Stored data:
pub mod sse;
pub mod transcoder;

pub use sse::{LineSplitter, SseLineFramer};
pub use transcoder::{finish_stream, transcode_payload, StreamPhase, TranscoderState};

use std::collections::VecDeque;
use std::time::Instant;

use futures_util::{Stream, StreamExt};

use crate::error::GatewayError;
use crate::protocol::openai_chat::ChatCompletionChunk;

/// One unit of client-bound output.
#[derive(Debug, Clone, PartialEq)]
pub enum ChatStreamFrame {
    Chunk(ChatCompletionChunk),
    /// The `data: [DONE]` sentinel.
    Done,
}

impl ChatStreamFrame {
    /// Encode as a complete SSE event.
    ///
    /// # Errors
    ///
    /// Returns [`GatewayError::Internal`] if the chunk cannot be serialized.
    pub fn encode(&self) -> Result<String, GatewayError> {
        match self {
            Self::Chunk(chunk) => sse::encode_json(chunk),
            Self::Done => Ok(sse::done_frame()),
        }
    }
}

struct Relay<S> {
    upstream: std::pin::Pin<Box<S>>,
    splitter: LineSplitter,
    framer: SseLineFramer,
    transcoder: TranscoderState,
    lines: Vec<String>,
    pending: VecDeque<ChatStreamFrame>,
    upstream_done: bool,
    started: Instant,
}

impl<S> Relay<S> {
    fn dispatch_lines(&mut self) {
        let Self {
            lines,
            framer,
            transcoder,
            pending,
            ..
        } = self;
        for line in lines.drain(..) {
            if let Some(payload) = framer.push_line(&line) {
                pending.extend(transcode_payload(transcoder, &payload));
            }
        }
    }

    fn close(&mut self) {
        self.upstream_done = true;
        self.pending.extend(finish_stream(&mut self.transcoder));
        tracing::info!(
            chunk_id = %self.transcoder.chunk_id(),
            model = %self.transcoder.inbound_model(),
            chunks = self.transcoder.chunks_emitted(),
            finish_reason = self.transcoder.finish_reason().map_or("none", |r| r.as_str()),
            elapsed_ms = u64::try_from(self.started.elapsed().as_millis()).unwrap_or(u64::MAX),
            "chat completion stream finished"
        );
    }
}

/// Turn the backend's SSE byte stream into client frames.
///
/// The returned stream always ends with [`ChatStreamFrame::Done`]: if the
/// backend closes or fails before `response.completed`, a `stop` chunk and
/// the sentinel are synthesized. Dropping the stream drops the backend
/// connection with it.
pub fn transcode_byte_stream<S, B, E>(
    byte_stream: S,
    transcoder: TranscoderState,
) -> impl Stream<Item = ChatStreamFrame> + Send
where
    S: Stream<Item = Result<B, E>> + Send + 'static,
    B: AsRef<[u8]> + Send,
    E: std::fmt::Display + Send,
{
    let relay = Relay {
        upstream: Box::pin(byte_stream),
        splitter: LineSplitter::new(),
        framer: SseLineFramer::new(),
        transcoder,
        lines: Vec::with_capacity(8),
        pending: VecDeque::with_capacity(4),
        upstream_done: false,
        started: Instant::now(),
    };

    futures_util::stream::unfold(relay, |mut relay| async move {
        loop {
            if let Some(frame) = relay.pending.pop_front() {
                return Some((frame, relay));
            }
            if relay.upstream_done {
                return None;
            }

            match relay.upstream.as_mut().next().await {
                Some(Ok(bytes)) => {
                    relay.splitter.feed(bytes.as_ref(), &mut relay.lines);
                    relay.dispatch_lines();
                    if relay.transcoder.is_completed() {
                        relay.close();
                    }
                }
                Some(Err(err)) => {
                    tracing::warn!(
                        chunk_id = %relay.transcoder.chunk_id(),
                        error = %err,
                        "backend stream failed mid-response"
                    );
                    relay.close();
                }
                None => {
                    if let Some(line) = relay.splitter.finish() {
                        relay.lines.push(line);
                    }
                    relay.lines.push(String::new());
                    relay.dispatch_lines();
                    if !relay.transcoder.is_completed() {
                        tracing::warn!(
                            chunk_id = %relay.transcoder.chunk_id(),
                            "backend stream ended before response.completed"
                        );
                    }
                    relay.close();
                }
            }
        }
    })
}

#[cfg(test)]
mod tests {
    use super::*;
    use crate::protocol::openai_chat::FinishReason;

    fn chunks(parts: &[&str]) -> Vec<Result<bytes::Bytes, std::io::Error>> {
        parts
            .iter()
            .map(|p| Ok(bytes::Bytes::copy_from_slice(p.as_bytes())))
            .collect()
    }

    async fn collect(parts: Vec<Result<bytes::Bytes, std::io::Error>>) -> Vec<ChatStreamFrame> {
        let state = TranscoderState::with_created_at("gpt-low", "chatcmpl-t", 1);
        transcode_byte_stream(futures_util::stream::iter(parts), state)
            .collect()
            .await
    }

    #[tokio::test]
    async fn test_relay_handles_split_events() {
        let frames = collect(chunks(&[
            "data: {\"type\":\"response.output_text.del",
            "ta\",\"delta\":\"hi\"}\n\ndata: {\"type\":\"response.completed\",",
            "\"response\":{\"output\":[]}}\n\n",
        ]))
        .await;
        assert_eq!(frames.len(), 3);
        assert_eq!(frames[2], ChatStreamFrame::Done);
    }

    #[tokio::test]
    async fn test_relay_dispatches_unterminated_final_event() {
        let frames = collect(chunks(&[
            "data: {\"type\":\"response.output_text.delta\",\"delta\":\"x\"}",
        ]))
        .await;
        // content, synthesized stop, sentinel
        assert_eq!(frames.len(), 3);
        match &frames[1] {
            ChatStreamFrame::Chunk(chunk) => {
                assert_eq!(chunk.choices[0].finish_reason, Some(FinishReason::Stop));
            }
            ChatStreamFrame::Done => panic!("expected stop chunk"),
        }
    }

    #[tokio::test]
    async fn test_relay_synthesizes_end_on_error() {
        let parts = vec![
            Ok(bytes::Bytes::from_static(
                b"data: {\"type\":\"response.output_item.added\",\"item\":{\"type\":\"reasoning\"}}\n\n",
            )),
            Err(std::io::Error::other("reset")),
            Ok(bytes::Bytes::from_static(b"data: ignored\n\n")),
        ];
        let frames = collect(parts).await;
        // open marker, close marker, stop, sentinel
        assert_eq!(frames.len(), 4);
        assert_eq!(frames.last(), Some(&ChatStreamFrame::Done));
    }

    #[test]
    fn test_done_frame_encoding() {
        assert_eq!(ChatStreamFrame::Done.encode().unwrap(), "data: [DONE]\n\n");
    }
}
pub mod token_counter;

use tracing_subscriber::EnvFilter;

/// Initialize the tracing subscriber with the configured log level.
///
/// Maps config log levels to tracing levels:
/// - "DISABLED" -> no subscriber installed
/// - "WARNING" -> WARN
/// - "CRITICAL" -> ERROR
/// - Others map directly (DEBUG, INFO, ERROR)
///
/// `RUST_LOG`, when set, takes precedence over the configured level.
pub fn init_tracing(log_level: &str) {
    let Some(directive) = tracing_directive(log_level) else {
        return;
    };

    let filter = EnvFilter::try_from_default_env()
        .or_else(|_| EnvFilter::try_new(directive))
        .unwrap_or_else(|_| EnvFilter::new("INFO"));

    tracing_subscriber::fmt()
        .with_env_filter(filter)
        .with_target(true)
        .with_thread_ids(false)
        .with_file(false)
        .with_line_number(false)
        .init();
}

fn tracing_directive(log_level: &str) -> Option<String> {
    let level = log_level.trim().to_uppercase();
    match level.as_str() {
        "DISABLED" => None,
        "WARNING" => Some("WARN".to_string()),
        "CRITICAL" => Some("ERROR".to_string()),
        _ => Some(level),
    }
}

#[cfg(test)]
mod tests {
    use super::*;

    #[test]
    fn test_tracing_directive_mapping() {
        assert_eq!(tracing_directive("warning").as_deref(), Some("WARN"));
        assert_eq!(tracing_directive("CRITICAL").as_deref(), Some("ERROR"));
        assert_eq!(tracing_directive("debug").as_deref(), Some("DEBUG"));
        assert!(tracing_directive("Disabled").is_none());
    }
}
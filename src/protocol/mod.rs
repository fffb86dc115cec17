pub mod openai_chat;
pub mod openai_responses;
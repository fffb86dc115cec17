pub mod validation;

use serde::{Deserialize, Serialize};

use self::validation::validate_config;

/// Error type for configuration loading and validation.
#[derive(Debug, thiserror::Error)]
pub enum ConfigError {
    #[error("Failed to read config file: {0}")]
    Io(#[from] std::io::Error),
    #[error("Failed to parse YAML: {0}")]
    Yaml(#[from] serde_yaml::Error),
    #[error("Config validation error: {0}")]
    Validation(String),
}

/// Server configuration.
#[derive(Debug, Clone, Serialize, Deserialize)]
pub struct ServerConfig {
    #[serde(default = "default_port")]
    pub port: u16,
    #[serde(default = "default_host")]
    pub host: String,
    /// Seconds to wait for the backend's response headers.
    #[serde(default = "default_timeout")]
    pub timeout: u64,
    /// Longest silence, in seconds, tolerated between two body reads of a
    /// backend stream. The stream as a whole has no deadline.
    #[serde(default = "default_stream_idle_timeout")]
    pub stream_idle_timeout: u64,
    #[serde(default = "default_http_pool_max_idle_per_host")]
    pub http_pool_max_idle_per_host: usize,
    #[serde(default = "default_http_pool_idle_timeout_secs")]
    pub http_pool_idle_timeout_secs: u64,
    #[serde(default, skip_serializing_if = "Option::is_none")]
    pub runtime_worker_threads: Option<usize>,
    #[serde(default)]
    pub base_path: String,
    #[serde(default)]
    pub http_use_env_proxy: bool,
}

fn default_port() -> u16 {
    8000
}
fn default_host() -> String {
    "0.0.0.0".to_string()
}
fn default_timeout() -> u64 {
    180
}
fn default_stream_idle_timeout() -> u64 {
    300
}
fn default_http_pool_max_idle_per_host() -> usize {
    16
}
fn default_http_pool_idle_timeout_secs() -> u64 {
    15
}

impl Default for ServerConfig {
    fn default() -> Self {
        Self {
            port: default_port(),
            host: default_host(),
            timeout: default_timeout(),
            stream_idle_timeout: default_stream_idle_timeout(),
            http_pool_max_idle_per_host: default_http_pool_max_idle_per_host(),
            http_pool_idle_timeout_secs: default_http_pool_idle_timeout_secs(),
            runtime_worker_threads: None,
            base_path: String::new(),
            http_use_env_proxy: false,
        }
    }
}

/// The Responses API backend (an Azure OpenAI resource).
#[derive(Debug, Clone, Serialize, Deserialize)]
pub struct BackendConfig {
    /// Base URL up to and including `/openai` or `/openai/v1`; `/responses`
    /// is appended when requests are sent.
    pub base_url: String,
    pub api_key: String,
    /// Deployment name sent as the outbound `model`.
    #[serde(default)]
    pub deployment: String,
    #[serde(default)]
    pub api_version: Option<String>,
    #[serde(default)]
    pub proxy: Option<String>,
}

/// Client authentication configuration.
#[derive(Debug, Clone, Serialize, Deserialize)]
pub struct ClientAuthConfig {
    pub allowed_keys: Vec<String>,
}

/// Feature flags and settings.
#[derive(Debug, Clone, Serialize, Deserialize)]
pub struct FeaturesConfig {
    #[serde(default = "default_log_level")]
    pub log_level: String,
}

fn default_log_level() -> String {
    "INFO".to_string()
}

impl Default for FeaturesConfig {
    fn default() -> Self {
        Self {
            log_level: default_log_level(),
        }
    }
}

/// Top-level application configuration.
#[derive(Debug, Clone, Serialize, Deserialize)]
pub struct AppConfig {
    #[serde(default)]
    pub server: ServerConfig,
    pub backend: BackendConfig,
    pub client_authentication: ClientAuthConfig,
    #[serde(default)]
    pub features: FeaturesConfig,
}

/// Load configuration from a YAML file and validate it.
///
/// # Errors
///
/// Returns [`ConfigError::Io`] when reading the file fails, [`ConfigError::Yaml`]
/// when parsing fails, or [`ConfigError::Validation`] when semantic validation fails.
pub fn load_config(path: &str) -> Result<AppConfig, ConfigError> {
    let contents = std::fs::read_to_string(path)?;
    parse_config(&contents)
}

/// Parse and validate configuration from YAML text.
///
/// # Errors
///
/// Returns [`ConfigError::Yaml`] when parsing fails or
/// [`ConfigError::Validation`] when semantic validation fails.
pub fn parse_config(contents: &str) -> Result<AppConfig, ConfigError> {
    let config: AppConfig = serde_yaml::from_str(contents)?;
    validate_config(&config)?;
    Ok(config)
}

**What is being asked**
Print the records above verbatim from their first line to the line containing "use crate::protocol::openai_chat::ChatCompletionChunk;", both included, and stop there.

**Response to the task**
pub mod sse;
pub mod transcoder;

pub use sse::{LineSplitter, SseLineFramer};
pub use transcoder::{finish_stream, transcode_payload, StreamPhase, TranscoderState};

use std::collections::VecDeque;
use std::time::Instant;

use futures_util::{Stream, StreamExt};

use crate::error::GatewayError;
use crate::protocol::openai_chat::ChatCompletionChunk;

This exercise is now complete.